Радостными для тогдашних львовян были моменты празднований, процессий, ярмарков, прерывавших монотонность будней. Моменты такого эмоционального расслабления были особенно важны на фоне бытового дискомфорта (а зачастую и антисанитарных условий проживания) и, вызываемых им многочисленных болезней. Из-за относительно малого арсенала средств тогдашней медицины, они нередко представляли серьезную угрозу для человеческой жизни. С этой точки зрения, средневековый человек постоянно балансировал между пессимизмом и оптимизмом. Рано или поздно приходило "время завещаний", - время, когда человек собирался передать свою душу в руки Божии. Тогдашний мещанин жил в религиозном универсуме, а потому со страхом ожидал "последних вещей" (смерть, рай, ад) и Страшный суд, где будут решаться его добрые и злые поступки. Отсюда - сюжеты на стенах в ризнице Бернардинского костела, где представители львовской и подльвовской шляхты на смертном одре жертвуют свои имения в пользу какого-нибудь храма или монастыря. Отсюда, и появляются величественные часовни Боимов и Кампианов вокруг кафедрального собора, являющегося одновременно и знаками существования состоятельных патрицианских родов, и символами покорности "сильных мира сего" перед Вечностью. Мотивы, которые ежегодно повторялись во время праздников Рождества и Воскресения, вселяли надежду, что потусторонняя судьба может и не быть такой уж грустной.
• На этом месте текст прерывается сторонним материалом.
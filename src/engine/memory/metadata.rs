//! Message metadata with the engine's layout rules.

use crate::engine::{MessageMetadata, MetadataBuilder};
use crate::error::{Error, Result};
use crate::protocol::types::SqlType;
use std::sync::Arc;

/// Declared shape of one message field.
#[derive(Debug, Clone, PartialEq)]
pub struct FieldSpec {
    pub sql_type: SqlType,
    pub scale: i32,
    /// Payload bytes; for text types the declared character length.
    pub length: u32,
    pub nullable: bool,
    pub field: String,
    pub alias: String,
    pub relation: String,
}

impl FieldSpec {
    pub fn new(sql_type: SqlType) -> Self {
        Self {
            sql_type,
            scale: 0,
            length: match sql_type {
                SqlType::Text | SqlType::Varying => 0,
                other => other.wire_size(0),
            },
            nullable: true,
            field: String::new(),
            alias: String::new(),
            relation: String::new(),
        }
    }

    pub fn with_scale(mut self, scale: i32) -> Self {
        self.scale = scale;
        self
    }

    pub fn with_length(mut self, length: u32) -> Self {
        self.length = length;
        self
    }

    pub fn with_nullable(mut self, nullable: bool) -> Self {
        self.nullable = nullable;
        self
    }

    pub fn with_field(mut self, field: impl Into<String>) -> Self {
        self.field = field.into();
        self
    }

    /// Set the alias, and the field name too when it is still empty.
    pub fn with_alias(mut self, alias: impl Into<String>) -> Self {
        self.alias = alias.into();
        if self.field.is_empty() {
            self.field = self.alias.clone();
        }
        self
    }

    pub fn with_relation(mut self, relation: impl Into<String>) -> Self {
        self.relation = relation.into();
        self
    }
}

#[derive(Debug, Clone)]
struct PlacedField {
    spec: FieldSpec,
    offset: u32,
    null_offset: u32,
}

/// Metadata of one message laid out like the engine does it.
#[derive(Debug, Clone)]
pub struct MemoryMetadata {
    fields: Vec<PlacedField>,
    length: u32,
}

fn align(offset: u32, alignment: u32) -> u32 {
    (offset + alignment - 1) / alignment * alignment
}

impl MemoryMetadata {
    /// Lay out the fields: each value aligned to its type, then a 2-byte
    /// null indicator aligned to 2.
    pub fn new(specs: Vec<FieldSpec>) -> Self {
        let mut offset = 0;
        let mut fields = Vec::with_capacity(specs.len());
        for spec in specs {
            offset = align(offset, spec.sql_type.alignment());
            let value_offset = offset;
            offset += spec.sql_type.wire_size(spec.length);
            offset = align(offset, 2);
            let null_offset = offset;
            offset += 2;
            fields.push(PlacedField {
                spec,
                offset: value_offset,
                null_offset,
            });
        }
        Self {
            fields,
            length: offset,
        }
    }

    pub fn specs(&self) -> impl Iterator<Item = &FieldSpec> {
        self.fields.iter().map(|f| &f.spec)
    }

    fn placed(&self, index: usize) -> Result<&PlacedField> {
        self.fields.get(index).ok_or(Error::IndexOutOfRange {
            index,
            count: self.fields.len(),
        })
    }
}

impl MessageMetadata for MemoryMetadata {
    fn count(&self) -> usize {
        self.fields.len()
    }

    fn field_type(&self, index: usize) -> Result<u32> {
        Ok(self.placed(index)?.spec.sql_type.code())
    }

    fn scale(&self, index: usize) -> Result<i32> {
        Ok(self.placed(index)?.spec.scale)
    }

    fn length(&self, index: usize) -> Result<u32> {
        Ok(self.placed(index)?.spec.length)
    }

    fn is_nullable(&self, index: usize) -> Result<bool> {
        Ok(self.placed(index)?.spec.nullable)
    }

    fn field(&self, index: usize) -> Result<String> {
        Ok(self.placed(index)?.spec.field.clone())
    }

    fn alias(&self, index: usize) -> Result<String> {
        Ok(self.placed(index)?.spec.alias.clone())
    }

    fn relation(&self, index: usize) -> Result<String> {
        Ok(self.placed(index)?.spec.relation.clone())
    }

    fn offset(&self, index: usize) -> Result<u32> {
        Ok(self.placed(index)?.offset)
    }

    fn null_offset(&self, index: usize) -> Result<u32> {
        Ok(self.placed(index)?.null_offset)
    }

    fn message_length(&self) -> Result<u32> {
        Ok(self.length)
    }

    fn builder(&self) -> Result<Box<dyn MetadataBuilder>> {
        Ok(Box::new(MemoryMetadataBuilder {
            specs: self.specs().cloned().collect(),
        }))
    }
}

/// Builder over a copy of the field specs.
#[derive(Debug)]
pub struct MemoryMetadataBuilder {
    specs: Vec<FieldSpec>,
}

impl MetadataBuilder for MemoryMetadataBuilder {
    fn set_type(&mut self, index: usize, sql_type: u32) -> Result<()> {
        let count = self.specs.len();
        let spec = self
            .specs
            .get_mut(index)
            .ok_or(Error::IndexOutOfRange { index, count })?;
        spec.sql_type = SqlType::from_raw(sql_type)?;
        Ok(())
    }

    fn metadata(&mut self) -> Result<Arc<dyn MessageMetadata>> {
        Ok(Arc::new(MemoryMetadata::new(self.specs.clone())))
    }
}

#[cfg(test)]
mod tests {
    use super::*;

    #[test]
    fn test_layout_alignment() {
        let metadata = MemoryMetadata::new(vec![
            FieldSpec::new(SqlType::Boolean),
            FieldSpec::new(SqlType::Int128),
            FieldSpec::new(SqlType::Varying).with_length(5),
            FieldSpec::new(SqlType::TimestampTz),
        ]);
        // BOOLEAN at 0, null at 2; INT128 at 8, null at 24;
        // VARYING(5) at 26, null at 34; TIMESTAMP_TZ at 36, null at 48.
        assert_eq!(metadata.offset(0).unwrap(), 0);
        assert_eq!(metadata.null_offset(0).unwrap(), 2);
        assert_eq!(metadata.offset(1).unwrap(), 8);
        assert_eq!(metadata.null_offset(1).unwrap(), 24);
        assert_eq!(metadata.offset(2).unwrap(), 26);
        assert_eq!(metadata.null_offset(2).unwrap(), 34);
        assert_eq!(metadata.offset(3).unwrap(), 36);
        assert_eq!(metadata.null_offset(3).unwrap(), 48);
        assert_eq!(metadata.message_length().unwrap(), 50);
    }

    #[test]
    fn test_builder_rewrites_type() {
        let metadata = MemoryMetadata::new(vec![FieldSpec::new(SqlType::Text).with_length(4)]);
        let mut builder = metadata.builder().unwrap();
        builder.set_type(0, SqlType::Varying.code()).unwrap();
        assert!(builder.set_type(1, SqlType::Varying.code()).is_err());
        let rebuilt = builder.metadata().unwrap();
        assert_eq!(rebuilt.field_type(0).unwrap(), SqlType::Varying.code());
        assert_eq!(rebuilt.length(0).unwrap(), 4);
        assert_eq!(rebuilt.message_length().unwrap(), 8);
    }
}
С одной стороны, тогдашний Львов был для своих жителей "местом слез и скорби". Его улицы становились сценами конфликтов и насилия, домам угрожали сокрушительные пожары, а частые эпидемии собирали довольно значительные жертвы среди населения. К тому же, в сознании средневекового человека города не ассоциировался с "новым Иерусалимом", как, например, известный своими чудотворцами Киев. Однако, с другой стороны, для своих жителей Львов был местом постоянного проживания, если не "богоспасаемым градом", то по крайней мере убежищем, в котором можно было спрятаться от еще больших опасностей тогдашней действительности. В этом смысле Львов был не просто "островком счастья", но и местом, которому способствуют святые. В общем, мир львовянина, который жил в досекулярную эпоху истории города, существенно отличался от того, в котором оказывались его преемники. И это неудивительно, ведь он находился в совершенно другом Львове: его окружали другие здания и улицы, многие из которых позже исчезли, и другое общество, которое придерживалось своих специфических норм поведения и форм мышления. Однако это не означает, что тогдашний человек был отделен от рядового мещанина из более поздних времен неприступным забором, похожим на укрепление тогдашнего города. Часть его забот и радостей передались следующим поколениям львовян, а образ "тройного города", в котором они жили, впоследствии стал частью "львовского мифа".